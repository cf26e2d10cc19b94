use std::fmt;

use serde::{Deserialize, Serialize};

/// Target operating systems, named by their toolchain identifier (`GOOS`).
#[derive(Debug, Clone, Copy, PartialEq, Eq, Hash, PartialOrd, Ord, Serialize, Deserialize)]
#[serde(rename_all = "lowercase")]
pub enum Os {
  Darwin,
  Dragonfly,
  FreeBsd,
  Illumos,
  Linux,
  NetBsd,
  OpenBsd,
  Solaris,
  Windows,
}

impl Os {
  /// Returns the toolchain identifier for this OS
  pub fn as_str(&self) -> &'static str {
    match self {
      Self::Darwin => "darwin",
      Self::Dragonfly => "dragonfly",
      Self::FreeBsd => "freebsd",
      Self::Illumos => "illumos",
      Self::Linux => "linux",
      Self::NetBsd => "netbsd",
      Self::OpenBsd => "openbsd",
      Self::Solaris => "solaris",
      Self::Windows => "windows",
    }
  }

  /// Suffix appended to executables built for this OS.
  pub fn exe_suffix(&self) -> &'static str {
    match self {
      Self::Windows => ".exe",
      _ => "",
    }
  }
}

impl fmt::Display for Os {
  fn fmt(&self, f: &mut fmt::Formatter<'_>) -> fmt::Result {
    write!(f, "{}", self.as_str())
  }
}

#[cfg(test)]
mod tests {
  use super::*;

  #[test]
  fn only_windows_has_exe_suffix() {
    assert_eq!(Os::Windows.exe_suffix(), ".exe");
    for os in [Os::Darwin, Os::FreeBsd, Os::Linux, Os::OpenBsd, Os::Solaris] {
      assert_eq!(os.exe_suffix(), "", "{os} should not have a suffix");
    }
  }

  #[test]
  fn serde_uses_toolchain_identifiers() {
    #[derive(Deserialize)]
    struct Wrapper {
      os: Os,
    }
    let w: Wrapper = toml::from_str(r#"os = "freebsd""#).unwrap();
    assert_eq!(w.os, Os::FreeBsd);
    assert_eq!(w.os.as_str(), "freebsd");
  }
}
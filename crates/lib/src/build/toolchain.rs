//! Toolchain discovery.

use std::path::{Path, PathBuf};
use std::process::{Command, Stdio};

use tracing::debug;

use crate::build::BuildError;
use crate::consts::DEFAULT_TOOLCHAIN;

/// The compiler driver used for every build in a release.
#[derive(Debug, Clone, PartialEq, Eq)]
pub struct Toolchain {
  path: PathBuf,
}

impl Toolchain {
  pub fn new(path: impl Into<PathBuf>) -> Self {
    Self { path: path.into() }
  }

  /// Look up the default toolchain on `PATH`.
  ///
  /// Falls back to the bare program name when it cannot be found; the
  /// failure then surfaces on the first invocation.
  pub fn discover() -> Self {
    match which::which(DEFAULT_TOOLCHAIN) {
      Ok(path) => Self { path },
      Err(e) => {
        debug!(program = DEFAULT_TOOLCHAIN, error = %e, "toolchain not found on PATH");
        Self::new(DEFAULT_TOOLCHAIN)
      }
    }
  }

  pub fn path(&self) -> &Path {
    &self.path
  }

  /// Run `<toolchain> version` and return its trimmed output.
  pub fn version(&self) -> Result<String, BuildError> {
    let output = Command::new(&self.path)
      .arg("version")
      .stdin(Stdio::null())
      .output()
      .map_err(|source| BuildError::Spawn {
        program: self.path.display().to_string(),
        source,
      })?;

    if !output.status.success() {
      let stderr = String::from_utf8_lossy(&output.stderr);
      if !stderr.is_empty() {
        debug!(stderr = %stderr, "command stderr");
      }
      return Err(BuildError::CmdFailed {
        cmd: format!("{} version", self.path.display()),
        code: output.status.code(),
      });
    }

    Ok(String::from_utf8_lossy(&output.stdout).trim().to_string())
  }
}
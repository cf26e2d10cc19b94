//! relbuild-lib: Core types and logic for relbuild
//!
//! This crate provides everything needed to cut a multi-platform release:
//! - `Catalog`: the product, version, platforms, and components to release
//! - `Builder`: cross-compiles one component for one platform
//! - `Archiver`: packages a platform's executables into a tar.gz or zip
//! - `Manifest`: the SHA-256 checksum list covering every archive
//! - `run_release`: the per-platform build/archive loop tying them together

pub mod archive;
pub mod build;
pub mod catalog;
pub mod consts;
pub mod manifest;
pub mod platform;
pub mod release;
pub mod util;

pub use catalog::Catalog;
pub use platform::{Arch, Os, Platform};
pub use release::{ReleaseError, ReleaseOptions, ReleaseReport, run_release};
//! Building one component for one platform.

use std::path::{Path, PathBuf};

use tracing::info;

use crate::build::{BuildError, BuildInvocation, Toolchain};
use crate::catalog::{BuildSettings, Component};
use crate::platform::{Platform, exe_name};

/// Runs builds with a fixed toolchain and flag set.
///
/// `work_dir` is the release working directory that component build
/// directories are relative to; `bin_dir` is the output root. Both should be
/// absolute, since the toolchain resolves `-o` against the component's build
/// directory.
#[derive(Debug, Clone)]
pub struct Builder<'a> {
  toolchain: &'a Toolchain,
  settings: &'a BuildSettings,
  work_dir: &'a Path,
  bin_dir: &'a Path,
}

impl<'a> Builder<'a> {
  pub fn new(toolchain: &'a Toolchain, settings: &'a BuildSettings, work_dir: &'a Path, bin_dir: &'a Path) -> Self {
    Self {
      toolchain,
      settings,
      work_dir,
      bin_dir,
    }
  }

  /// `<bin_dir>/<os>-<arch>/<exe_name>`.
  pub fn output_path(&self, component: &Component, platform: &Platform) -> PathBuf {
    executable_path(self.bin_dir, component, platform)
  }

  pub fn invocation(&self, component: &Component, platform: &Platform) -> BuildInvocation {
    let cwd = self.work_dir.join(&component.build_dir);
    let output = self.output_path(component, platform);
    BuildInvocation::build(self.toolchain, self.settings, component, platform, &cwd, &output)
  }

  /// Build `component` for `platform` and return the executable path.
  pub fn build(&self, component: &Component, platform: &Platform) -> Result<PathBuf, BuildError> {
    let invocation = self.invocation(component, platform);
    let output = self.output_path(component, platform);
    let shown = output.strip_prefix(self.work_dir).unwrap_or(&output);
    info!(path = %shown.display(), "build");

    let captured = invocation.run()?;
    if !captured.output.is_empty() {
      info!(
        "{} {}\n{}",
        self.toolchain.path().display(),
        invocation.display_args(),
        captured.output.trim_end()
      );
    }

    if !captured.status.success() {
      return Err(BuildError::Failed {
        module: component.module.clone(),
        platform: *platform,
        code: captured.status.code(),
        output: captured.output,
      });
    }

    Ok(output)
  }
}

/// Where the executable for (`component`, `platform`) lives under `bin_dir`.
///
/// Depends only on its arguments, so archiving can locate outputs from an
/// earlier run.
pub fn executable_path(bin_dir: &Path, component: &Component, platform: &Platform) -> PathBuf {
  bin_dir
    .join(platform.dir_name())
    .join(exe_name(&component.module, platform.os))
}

TASK DESCRIPTION: Once the line containing "fn fmt(&self, f: &mut" has been written out, please stop; every line before it, back to the first line of the records above, should be given exactly.

EXPECTED OUTPUT:
repository cf26e2d10cc19b94
use std::fmt;

use serde::{Deserialize, Serialize};

/// Target operating systems, named by their toolchain identifier (`GOOS`).
#[derive(Debug, Clone, Copy, PartialEq, Eq, Hash, PartialOrd, Ord, Serialize, Deserialize)]
#[serde(rename_all = "lowercase")]
pub enum Os {
  Darwin,
  Dragonfly,
  FreeBsd,
  Illumos,
  Linux,
  NetBsd,
  OpenBsd,
  Solaris,
  Windows,
}

impl Os {
  /// Returns the toolchain identifier for this OS
  pub fn as_str(&self) -> &'static str {
    match self {
      Self::Darwin => "darwin",
      Self::Dragonfly => "dragonfly",
      Self::FreeBsd => "freebsd",
      Self::Illumos => "illumos",
      Self::Linux => "linux",
      Self::NetBsd => "netbsd",
      Self::OpenBsd => "openbsd",
      Self::Solaris => "solaris",
      Self::Windows => "windows",
    }
  }

  /// Suffix appended to executables built for this OS.
  pub fn exe_suffix(&self) -> &'static str {
    match self {
      Self::Windows => ".exe",
      _ => "",
    }
  }
}

impl fmt::Display for Os {
  fn fmt(&self, f: &mut fmt::Formatter<'_>) -> fmt::Result {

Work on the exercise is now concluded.